------ Records for this exercise

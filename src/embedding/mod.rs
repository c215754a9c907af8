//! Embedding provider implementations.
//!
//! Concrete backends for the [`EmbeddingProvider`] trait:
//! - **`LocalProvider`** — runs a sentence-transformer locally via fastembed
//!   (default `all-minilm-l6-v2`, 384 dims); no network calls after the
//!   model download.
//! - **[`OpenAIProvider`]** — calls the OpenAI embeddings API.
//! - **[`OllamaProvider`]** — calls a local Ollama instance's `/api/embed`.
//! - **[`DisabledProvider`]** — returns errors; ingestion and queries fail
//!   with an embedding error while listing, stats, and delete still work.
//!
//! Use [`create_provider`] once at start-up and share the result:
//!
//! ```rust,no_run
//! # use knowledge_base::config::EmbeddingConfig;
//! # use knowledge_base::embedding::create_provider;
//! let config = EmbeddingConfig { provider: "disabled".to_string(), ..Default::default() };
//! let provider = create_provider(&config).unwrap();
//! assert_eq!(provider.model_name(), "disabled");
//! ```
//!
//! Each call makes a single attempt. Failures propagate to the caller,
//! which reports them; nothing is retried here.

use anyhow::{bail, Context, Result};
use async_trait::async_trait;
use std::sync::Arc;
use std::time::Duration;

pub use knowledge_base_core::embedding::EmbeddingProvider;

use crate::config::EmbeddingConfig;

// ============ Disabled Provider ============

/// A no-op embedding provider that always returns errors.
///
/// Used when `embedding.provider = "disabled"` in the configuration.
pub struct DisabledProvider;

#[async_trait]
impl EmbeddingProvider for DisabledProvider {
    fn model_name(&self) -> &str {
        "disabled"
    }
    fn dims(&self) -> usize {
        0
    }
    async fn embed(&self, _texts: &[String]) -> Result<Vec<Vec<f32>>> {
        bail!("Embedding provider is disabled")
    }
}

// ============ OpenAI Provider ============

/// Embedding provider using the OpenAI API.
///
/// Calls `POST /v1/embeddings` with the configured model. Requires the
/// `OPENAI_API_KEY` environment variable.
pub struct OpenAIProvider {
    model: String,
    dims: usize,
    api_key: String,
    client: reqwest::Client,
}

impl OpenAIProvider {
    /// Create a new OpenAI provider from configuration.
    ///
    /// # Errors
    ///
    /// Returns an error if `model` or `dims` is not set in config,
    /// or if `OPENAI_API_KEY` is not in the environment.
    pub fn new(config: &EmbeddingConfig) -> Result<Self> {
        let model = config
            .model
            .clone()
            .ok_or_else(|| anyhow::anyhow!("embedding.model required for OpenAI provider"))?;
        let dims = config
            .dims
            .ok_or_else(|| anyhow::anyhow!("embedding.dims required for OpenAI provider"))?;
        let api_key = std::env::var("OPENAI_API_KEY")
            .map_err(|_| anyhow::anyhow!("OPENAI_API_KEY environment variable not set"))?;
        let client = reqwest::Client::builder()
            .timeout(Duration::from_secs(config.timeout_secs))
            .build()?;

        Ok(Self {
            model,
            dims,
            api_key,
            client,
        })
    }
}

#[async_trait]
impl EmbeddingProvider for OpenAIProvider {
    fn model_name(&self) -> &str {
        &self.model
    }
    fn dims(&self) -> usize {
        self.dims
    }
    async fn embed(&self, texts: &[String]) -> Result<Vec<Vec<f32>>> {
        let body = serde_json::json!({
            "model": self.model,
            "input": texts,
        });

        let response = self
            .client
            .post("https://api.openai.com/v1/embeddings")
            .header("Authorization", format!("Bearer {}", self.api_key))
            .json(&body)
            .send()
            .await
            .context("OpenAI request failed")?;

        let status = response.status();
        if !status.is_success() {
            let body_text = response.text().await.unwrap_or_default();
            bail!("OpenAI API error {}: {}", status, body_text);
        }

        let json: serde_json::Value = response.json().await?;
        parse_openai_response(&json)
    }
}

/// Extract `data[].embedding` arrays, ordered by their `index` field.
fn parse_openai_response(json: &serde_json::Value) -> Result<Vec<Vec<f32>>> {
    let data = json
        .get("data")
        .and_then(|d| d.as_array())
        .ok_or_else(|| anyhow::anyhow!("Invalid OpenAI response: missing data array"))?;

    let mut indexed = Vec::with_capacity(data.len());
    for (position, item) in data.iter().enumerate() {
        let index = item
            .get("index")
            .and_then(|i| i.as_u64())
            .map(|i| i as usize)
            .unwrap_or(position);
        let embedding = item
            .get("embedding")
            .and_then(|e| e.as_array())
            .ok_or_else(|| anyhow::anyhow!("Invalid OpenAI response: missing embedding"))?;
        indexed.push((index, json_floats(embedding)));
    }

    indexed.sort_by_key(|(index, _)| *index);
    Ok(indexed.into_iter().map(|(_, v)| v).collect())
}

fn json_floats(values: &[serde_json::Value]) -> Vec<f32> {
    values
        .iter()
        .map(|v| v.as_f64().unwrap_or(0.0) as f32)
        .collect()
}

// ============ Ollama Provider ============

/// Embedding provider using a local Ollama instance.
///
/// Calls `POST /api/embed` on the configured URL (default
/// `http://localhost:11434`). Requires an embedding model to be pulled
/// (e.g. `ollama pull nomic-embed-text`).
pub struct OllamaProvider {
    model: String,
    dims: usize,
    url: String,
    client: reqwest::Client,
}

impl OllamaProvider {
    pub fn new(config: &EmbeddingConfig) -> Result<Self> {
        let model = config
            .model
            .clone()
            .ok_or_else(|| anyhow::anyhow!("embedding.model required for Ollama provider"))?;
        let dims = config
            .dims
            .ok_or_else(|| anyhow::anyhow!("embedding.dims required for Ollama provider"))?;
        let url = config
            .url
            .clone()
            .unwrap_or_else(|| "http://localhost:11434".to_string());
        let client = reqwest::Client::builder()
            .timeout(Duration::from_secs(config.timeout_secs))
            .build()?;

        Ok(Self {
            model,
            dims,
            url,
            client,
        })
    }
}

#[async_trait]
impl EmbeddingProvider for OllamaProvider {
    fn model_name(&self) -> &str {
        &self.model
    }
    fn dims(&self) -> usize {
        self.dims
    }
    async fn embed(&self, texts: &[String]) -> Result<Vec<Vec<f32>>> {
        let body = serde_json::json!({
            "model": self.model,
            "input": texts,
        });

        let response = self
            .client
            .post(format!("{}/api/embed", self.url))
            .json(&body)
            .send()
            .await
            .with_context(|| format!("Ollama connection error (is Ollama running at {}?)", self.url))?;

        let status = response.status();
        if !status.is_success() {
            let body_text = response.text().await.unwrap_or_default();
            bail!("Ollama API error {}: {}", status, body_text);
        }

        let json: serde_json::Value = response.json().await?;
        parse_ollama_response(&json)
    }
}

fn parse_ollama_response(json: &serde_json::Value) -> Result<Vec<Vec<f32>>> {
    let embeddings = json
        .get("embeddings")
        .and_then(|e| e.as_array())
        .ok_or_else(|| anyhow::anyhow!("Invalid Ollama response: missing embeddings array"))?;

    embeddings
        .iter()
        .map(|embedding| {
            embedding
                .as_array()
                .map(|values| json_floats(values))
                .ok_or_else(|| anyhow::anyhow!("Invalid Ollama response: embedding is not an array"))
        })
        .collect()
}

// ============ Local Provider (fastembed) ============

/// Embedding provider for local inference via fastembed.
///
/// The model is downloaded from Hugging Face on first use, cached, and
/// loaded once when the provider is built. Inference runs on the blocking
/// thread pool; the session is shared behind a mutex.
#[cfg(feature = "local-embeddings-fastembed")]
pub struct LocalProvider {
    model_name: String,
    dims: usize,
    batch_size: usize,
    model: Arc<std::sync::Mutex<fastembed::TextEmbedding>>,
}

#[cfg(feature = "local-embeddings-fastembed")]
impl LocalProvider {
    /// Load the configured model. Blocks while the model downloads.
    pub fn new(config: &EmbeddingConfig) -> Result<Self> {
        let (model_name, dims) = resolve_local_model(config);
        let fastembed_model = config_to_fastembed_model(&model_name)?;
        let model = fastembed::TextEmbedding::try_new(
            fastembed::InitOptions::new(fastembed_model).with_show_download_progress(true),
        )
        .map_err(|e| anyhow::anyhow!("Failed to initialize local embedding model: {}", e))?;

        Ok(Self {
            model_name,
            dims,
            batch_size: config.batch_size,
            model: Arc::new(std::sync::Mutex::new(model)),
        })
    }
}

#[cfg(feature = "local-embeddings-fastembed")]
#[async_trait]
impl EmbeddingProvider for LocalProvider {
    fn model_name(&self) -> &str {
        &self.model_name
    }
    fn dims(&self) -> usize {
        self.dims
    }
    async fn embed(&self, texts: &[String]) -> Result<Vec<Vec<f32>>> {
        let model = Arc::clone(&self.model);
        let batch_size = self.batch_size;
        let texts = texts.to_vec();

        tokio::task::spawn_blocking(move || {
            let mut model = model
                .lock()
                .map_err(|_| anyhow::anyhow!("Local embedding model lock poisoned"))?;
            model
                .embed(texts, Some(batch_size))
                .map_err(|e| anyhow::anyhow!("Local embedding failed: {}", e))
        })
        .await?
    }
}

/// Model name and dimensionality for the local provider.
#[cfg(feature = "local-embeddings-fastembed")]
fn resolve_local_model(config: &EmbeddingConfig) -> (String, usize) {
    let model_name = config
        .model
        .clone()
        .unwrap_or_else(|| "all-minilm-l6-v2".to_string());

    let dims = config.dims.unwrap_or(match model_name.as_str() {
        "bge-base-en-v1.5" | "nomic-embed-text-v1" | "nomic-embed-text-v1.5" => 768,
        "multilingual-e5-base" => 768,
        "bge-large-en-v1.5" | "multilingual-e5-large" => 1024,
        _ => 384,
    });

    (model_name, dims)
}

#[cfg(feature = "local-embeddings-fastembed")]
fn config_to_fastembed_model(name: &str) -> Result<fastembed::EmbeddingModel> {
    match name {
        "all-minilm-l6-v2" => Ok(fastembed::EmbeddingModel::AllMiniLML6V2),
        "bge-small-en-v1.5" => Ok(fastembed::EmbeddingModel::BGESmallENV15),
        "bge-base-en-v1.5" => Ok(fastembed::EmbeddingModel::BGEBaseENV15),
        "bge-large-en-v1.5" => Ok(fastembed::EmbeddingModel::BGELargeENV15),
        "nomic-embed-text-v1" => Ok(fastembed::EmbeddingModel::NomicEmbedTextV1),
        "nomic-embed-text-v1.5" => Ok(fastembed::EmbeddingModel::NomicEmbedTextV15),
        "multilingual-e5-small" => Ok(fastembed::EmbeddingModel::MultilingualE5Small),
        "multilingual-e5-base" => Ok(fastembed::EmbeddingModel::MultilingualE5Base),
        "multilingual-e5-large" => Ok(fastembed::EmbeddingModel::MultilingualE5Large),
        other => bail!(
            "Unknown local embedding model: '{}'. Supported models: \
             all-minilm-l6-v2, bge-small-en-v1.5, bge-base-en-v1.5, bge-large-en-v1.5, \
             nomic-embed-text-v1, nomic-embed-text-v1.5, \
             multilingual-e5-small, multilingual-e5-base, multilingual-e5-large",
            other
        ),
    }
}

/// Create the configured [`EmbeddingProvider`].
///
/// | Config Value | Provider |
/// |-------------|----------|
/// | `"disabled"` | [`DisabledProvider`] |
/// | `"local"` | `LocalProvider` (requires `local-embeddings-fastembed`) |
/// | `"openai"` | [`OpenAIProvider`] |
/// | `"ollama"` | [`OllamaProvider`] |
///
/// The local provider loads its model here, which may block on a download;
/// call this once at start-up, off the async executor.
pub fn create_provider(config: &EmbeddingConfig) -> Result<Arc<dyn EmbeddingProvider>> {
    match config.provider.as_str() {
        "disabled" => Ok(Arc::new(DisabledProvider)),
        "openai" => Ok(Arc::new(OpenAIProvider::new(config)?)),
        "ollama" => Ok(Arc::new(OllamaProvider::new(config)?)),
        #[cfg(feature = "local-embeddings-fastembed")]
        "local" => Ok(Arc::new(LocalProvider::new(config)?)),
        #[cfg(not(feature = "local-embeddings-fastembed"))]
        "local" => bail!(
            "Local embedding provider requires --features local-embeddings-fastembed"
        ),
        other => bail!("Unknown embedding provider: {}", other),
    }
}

------------

Exercise goal — Return each line of the records above in which the word "position" occurs.

Reply to the task —
    for (position, item) in data.iter().enumerate() {
            .unwrap_or(position);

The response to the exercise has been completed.